Millions of Americans are saddled with debt due to the cost of their college education. I have met adults who were still paying for their college education years after they graduated. As a society, we send mixed messages to young people: we want you to get a college education, but you will have to spend years paying for it.

When I visited Finland a decade ago, I was amazed to learn that all higher education there is tuition-free. My guide explained the Finnish view: education is a human right, and it’s immoral to make people pay for a human right.

We as a nation know that investing in education is good for the nation’s future. We all benefit when more people are better educated and have more skills and knowledge. To the extent that young people are reluctant to assume the high cost of a college education, they will choose not to go to college. This is not good for them or for our society.

President Biden understands the dilemma and developed a plan to help college students pay down their college student loans. “Unveiled in August, Biden’s loan forgiveness plan would eliminate $10,000 of federal student debt for borrowers earning up to $125,000 annually, or $250,000 for married couples. Recipients of Pell Grants, a form of financial aid for low- and middle-income students, are eligible for an additional $10,000 in forgiveness.”

The GOP is unanimously opposed to helping relieve students of their debt. They reason that others have paid their debt, so no one should get relief. This is penurious and hard-hearted.

Aided by a few Democratic votes (three Senators— Manchin, Sinema, and Tester of Montana—and two members of the House), Republicans passed a bill to kill Biden’s plan for student debt relief. The President vetoed their bill.

The Supreme Court will soon rule on whether it’s constitutional to relieve students of their debt, and that’s another peril for Biden’s plan.

The stubborn opposition of the GOP to any student debt relief is another reason to vote Blue in 2024.

President Biden on Wednesday vetoed a Republican-led resolution that would have struck down his controversial plan to forgive more than $400 billion in student loans.

In a statement on Wednesday, the president said the resolution — which the Senate approved on a 52-46 vote Thursday under the Congressional Review Act, a week after the House passed the measure — would have kept millions of Americans from receiving “the essential relief they need as they recover from the economic strains associated with the COVID-19 pandemic.” The resolution called for a restart of loan payments for millions of borrowers that have been on pause since early in the coronavirus pandemic. It also would have prevented the Education Department from pursuing similar policies in the future.

In his statement, the president said it is “a shame for working families across the country that lawmakers continue to pursue this unprecedented attempt to deny critical relief to millions of their own constituents, even as several of these same lawmakers have had tens of thousands of dollars of their own business loans forgiven by the Federal Government.”

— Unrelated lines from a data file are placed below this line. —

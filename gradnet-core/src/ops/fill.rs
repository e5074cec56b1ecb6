// src/ops/fill.rs
//
// Fill operators materialize tensors into the workspace without reading any
// tensor inputs (ConstantFill may read one input for its shape). They have
// no gradients.

use crate::error::GradNetError;
use crate::net::OperatorDef;
use crate::ops::single_output;
use crate::tensor::{create, Tensor};
use crate::types::DType;
use crate::workspace::Workspace;

/// `GivenTensorFill`: creates an f32 tensor from the literal `values`
/// argument with the `shape` argument.
pub fn given_tensor_fill_op(op: &OperatorDef, ws: &mut Workspace) -> Result<(), GradNetError> {
    op.check_input_count(0)?;
    let output = single_output(op)?;

    let shape: Vec<usize> = op.ints_arg("shape")?.iter().map(|&d| d as usize).collect();
    let values = op.floats_arg("values")?;

    let numel: usize = shape.iter().product();
    if values.len() != numel {
        return Err(GradNetError::InvalidArgument {
            op_type: op.op_type.clone(),
            arg: "values".to_string(),
            message: format!("got {} values for shape {:?}", values.len(), shape),
        });
    }

    let tensor = Tensor::new(values.to_vec(), shape)?;
    ws.feed_blob(output, tensor);
    Ok(())
}

/// `ConstantFill`: creates a tensor filled with the `value` argument
/// (default 0.0). With one input the output takes that input's shape and
/// dtype; with no inputs the `shape` argument is used and the dtype is f32.
///
/// The gradient generator seeds output gradients with
/// `ConstantFill(value=1.0)`.
pub fn constant_fill_op(op: &OperatorDef, ws: &mut Workspace) -> Result<(), GradNetError> {
    let output = single_output(op)?;
    let value = op.float_arg_or("value", 0.0)?;

    let tensor = match op.inputs.as_slice() {
        [] => {
            let shape: Vec<usize> = op.ints_arg("shape")?.iter().map(|&d| d as usize).collect();
            create::full(&shape, value)?
        }
        [input] => {
            let reference = ws.fetch_blob(input)?;
            let shape = reference.shape();
            match reference.dtype() {
                DType::F32 => create::full(&shape, value)?,
                DType::F64 => create::full_f64(&shape, value as f64)?,
            }
        }
        other => {
            return Err(GradNetError::InputCountMismatch {
                op_type: op.op_type.clone(),
                expected: 1,
                actual: other.len(),
            });
        }
    };

    ws.feed_blob(output, tensor);
    Ok(())
}

#[cfg(test)]
mod tests {
    use super::*;
    use approx::assert_relative_eq;

    #[test]
    fn test_given_tensor_fill() {
        let mut ws = Workspace::new();
        let op = OperatorDef::new("GivenTensorFill")
            .output("X")
            .arg_ints("shape", vec![2, 3])
            .arg_floats("values", (0..6).map(|v| v as f32).collect());
        given_tensor_fill_op(&op, &mut ws).unwrap();

        let x = ws.fetch_blob("X").unwrap();
        assert_eq!(x.shape(), vec![2, 3]);
        assert_relative_eq!(x.get_f32_data().unwrap()[4], 4.0);
    }

    #[test]
    fn test_given_tensor_fill_value_count_mismatch() {
        let mut ws = Workspace::new();
        let op = OperatorDef::new("GivenTensorFill")
            .output("X")
            .arg_ints("shape", vec![2, 3])
            .arg_floats("values", vec![1.0; 5]);
        assert!(matches!(
            given_tensor_fill_op(&op, &mut ws),
            Err(GradNetError::InvalidArgument { .. })
        ));
    }

    #[test]
    fn test_constant_fill_from_shape_arg() {
        let mut ws = Workspace::new();
        let op = OperatorDef::new("ConstantFill")
            .output("C")
            .arg_ints("shape", vec![4])
            .arg_float("value", 2.5);
        constant_fill_op(&op, &mut ws).unwrap();

        let c = ws.fetch_blob("C").unwrap();
        assert_eq!(c.get_f32_data().unwrap(), vec![2.5; 4]);
    }

    #[test]
    fn test_constant_fill_like_input() {
        let mut ws = Workspace::new();
        ws.feed_blob("Z", Tensor::new(vec![3.0, 4.0], vec![2]).unwrap());
        let op = OperatorDef::new("ConstantFill")
            .input("Z")
            .output("Z_grad")
            .arg_float("value", 1.0);
        constant_fill_op(&op, &mut ws).unwrap();

        let g = ws.fetch_blob("Z_grad").unwrap();
        assert_eq!(g.shape(), vec![2]);
        assert_eq!(g.get_f32_data().unwrap(), vec![1.0, 1.0]);
    }
}
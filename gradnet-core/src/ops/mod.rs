// src/ops/mod.rs
//
// CPU kernels for the registered operators, dispatched by name through the
// OperatorRegistry. Each kernel reads its input blobs from the workspace and
// writes its output blobs back into it.

use std::collections::HashMap;

use crate::error::GradNetError;
use crate::net::OperatorDef;
use crate::workspace::Workspace;

pub mod distance;
pub mod fill;
pub mod reshape;
pub mod sum;

/// A kernel executes one operator record against a workspace.
pub type OpKernel = fn(&OperatorDef, &mut Workspace) -> Result<(), GradNetError>;

/// Maps operator-type names to their kernels.
///
/// The default registry carries every built-in operator; tests can register
/// extra kernels on top.
pub struct OperatorRegistry {
    kernels: HashMap<&'static str, OpKernel>,
}

impl OperatorRegistry {
    /// An empty registry, no operators known.
    pub fn empty() -> Self {
        OperatorRegistry {
            kernels: HashMap::new(),
        }
    }

    /// A registry with every built-in operator registered.
    pub fn with_builtin_ops() -> Self {
        let mut registry = OperatorRegistry::empty();
        registry.register("GivenTensorFill", fill::given_tensor_fill_op);
        registry.register("ConstantFill", fill::constant_fill_op);
        registry.register("PrependDim", reshape::prepend_dim_op);
        registry.register("MergeDim", reshape::merge_dim_op);
        registry.register("ResizeLike", reshape::resize_like_op);
        registry.register("DotProduct", distance::dot_product_op);
        registry.register("DotProductGradient", distance::dot_product_gradient_op);
        registry.register("Sum", sum::sum_op);
        registry
    }

    /// Registers (or replaces) a kernel under `name`.
    pub fn register(&mut self, name: &'static str, kernel: OpKernel) {
        self.kernels.insert(name, kernel);
    }

    /// Looks up the kernel for an operator-type name.
    pub fn kernel_for(&self, op_type: &str) -> Result<OpKernel, GradNetError> {
        self.kernels
            .get(op_type)
            .copied()
            .ok_or_else(|| GradNetError::UnknownOperator {
                op_type: op_type.to_string(),
            })
    }

    /// True when a kernel is registered under `name`.
    pub fn contains(&self, name: &str) -> bool {
        self.kernels.contains_key(name)
    }
}

impl Default for OperatorRegistry {
    fn default() -> Self {
        OperatorRegistry::with_builtin_ops()
    }
}

/// Returns the single output name of an operator record, erroring when the
/// record does not have exactly one output.
pub(crate) fn single_output(op: &OperatorDef) -> Result<&str, GradNetError> {
    match op.outputs.as_slice() {
        [name] => Ok(name),
        _ => Err(GradNetError::InternalError(format!(
            "operator '{}' expected exactly one output, got {}",
            op.op_type,
            op.outputs.len()
        ))),
    }
}

#[cfg(test)]
mod tests {
    use super::*;

    #[test]
    fn test_builtin_registry_contents() {
        let registry = OperatorRegistry::default();
        for name in [
            "GivenTensorFill",
            "ConstantFill",
            "PrependDim",
            "MergeDim",
            "ResizeLike",
            "DotProduct",
            "DotProductGradient",
            "Sum",
        ] {
            assert!(registry.contains(name), "missing builtin op {name}");
        }
    }

    #[test]
    fn test_unknown_operator_lookup() {
        let registry = OperatorRegistry::default();
        assert!(matches!(
            registry.kernel_for("Conv2D"),
            Err(GradNetError::UnknownOperator { .. })
        ));
    }
}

(It wasn’t the first time the White House has highlighted that lawmakers received financial relief from the government during the pandemic through the Payment Protection Program loans.)
The student loan forgiveness program has faced legal challenges, and the Supreme Court is set to issue a ruling on its legality before the end of June.

“I remain committed to continuing to make college affordable and providing this critical relief to borrowers as they work to recover from a once-in-a-century pandemic,” Biden said in his statement Wednesday.

Is it possible for us one day to be a nation that sees the importance of investing in the future and restoring a sense of common purpose? Could we begin to care for everyone’s children as if they were our own?